At a Glance: ICE Facilities in New Mexico


Last year in Torrance County Detention Facility, detained migrants were not allowed social distance, were not provided masks, and were forced to sleep in cells together (Swetlitz, 2020). Worried about their health, they went on hunger strike against the detention center’s dangerous COVID conditions. Immigration and Customs Enforcement (ICE) agents charged a holding cell, attacked, and gassed a group of these striking detainees.

Like prisons, immigrant detention centers are group encampments with crowded conditions. Inadequate or nonexistent hygiene products — like soap and protective equipment — foster the spread of the virus and result in death. (Smart & Garcia, 2020). Overcrowding and lacking physical infrastructure in ICE facilities result in the transfer of immigrant detainees to jails with documented COVID-19 infections.
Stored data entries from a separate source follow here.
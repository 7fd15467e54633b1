//! Request-body key validation.
//!
//! A JSON document is flattened into the bracket-notation paths of every
//! object key it contains (`$['a']`, `$['a']['b']`). Objects nested in
//! arrays use a `[*]` segment (`$['a'][*]['b']`); scalar array elements
//! contribute nothing. Backslashes and single quotes inside a key are
//! escaped, so distinct keys always produce distinct paths. Each path must
//! appear literally in the caller's allow-set.

use std::collections::BTreeSet;

use serde_json::Value;
use strongbox_core::error::{StrongboxError, StrongboxResult};

/// Every key path in `document`, in document order. Containers are
/// listed before their children.
pub fn key_paths(document: &Value) -> Vec<String> {
    let mut paths = Vec::new();
    collect(document, "$", &mut paths);
    paths
}

fn collect(value: &Value, prefix: &str, out: &mut Vec<String>) {
    match value {
        Value::Object(map) => {
            for (key, child) in map {
                let path = format!("{prefix}['{}']", escape_segment(key));
                out.push(path.clone());
                collect(child, &path, out);
            }
        }
        Value::Array(items) => {
            let path = format!("{prefix}[*]");
            for item in items {
                collect(item, &path, out);
            }
        }
        _ => {}
    }
}

fn escape_segment(key: &str) -> String {
    key.replace('\\', "\\\\").replace('\'', "\\'")
}

/// Fail with `invalid_json_key` on the first path not in `allowed`.
pub fn validate_keys(document: &Value, allowed: &BTreeSet<String>) -> StrongboxResult<()> {
    match key_paths(document)
        .into_iter()
        .find(|path| !allowed.contains(path))
    {
        Some(path) => Err(StrongboxError::InvalidJsonKey { path }),
        None => Ok(()),
    }
}

/// Build an allow-set from string literals.
pub fn allow_set(paths: &[&str]) -> BTreeSet<String> {
    paths.iter().map(|p| (*p).to_string()).collect()
}

#[cfg(test)]
mod tests {
    use super::*;
    use serde_json::json;

    fn allowed() -> BTreeSet<String> {
        allow_set(&["$['foo']", "$['bar']", "$['baz']", "$['baz']['quux']"])
    }

    fn rejected_path(document: Value) -> String {
        match validate_keys(&document, &allowed()) {
            Err(StrongboxError::InvalidJsonKey { path }) => path,
            other => panic!("expected invalid_json_key, got {other:?}"),
        }
    }

    #[test]
    fn accepts_declared_keys() {
        let doc = json!({"foo": "value", "bar": "", "baz": {"quux": false}});
        validate_keys(&doc, &allowed()).unwrap();
    }

    #[test]
    fn rejects_extra_top_level_key() {
        let doc = json!({"foo1": "value", "bar": "", "baz": {"quux": false}});
        assert_eq!(rejected_path(doc), "$['foo1']");
    }

    #[test]
    fn rejects_extra_nested_key_by_its_full_path() {
        let doc = json!({"foo": "value", "bar": "", "baz": {"quux1": false}});
        assert_eq!(rejected_path(doc), "$['baz']['quux1']");
    }

    #[test]
    fn first_offender_in_document_order_is_reported() {
        let doc: Value =
            serde_json::from_str(r#"{"zed": 1, "foo": "v", "alpha": 2}"#).unwrap();
        assert_eq!(rejected_path(doc), "$['zed']");
    }

    #[test]
    fn scalar_arrays_contribute_no_paths() {
        let doc = json!({"names": ["a.com", "b.com"]});
        assert_eq!(key_paths(&doc), vec!["$['names']"]);
    }

    #[test]
    fn objects_in_arrays_use_wildcard_segment() {
        let doc = json!({"items": [{"name": "a"}, {"name": "b", "extra": 1}]});
        let paths = key_paths(&doc);
        assert_eq!(
            paths,
            vec![
                "$['items']",
                "$['items'][*]['name']",
                "$['items'][*]['name']",
                "$['items'][*]['extra']",
            ]
        );

        let allowed = allow_set(&["$['items']", "$['items'][*]['name']"]);
        assert!(matches!(
            validate_keys(&doc, &allowed),
            Err(StrongboxError::InvalidJsonKey { path }) if path == "$['items'][*]['extra']"
        ));
    }

    #[test]
    fn quotes_in_keys_cannot_forge_nested_paths() {
        let doc = json!({"foo": "v", "baz']['quux": 1});
        assert_eq!(rejected_path(doc), r"$['baz\']['quux']");
    }

    #[test]
    fn backslashes_in_keys_are_escaped() {
        let doc = json!({"a\\": {"b": 1}});
        assert_eq!(key_paths(&doc), vec![r"$['a\\']", r"$['a\\']['b']"]);
    }

    #[test]
    fn empty_object_is_always_valid() {
        validate_keys(&json!({}), &BTreeSet::new()).unwrap();
    }
}
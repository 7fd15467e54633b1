//! PKI error types.

use openssl::error::ErrorStack;
use strongbox_core::error::StrongboxError;
use thiserror::Error;

#[derive(Debug, Error)]
pub enum PkiError {
    #[error("key generation failed: {0}")]
    KeyGeneration(String),

    #[error("validity period out of range: {0} days")]
    Validity(u32),

    #[error("invalid PEM material: {0}")]
    InvalidPem(String),

    #[error("OpenSSL error: {0}")]
    OpenSsl(#[from] ErrorStack),
}

impl From<PkiError> for StrongboxError {
    fn from(err: PkiError) -> Self {
        StrongboxError::Issuance(err.to_string())
    }
}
Currently, there are 41,000 immigrants in detention centers and jails in the US. At the time of writing, the number of cases reported by ICE is 13,554, meaning over 30% of immigrant detainees have COVID-19. The actual infection rate is likely higher, as ICE has not been forthcoming and transparent in its reporting.


The U.S. denies due-process rights to immigrants seeking work and refuge; ICE detention camps are hazardous, violent, and inhumane. We call for a shutdown of the camps and a safe reunion of families! The release of detainees is the only appropriate action.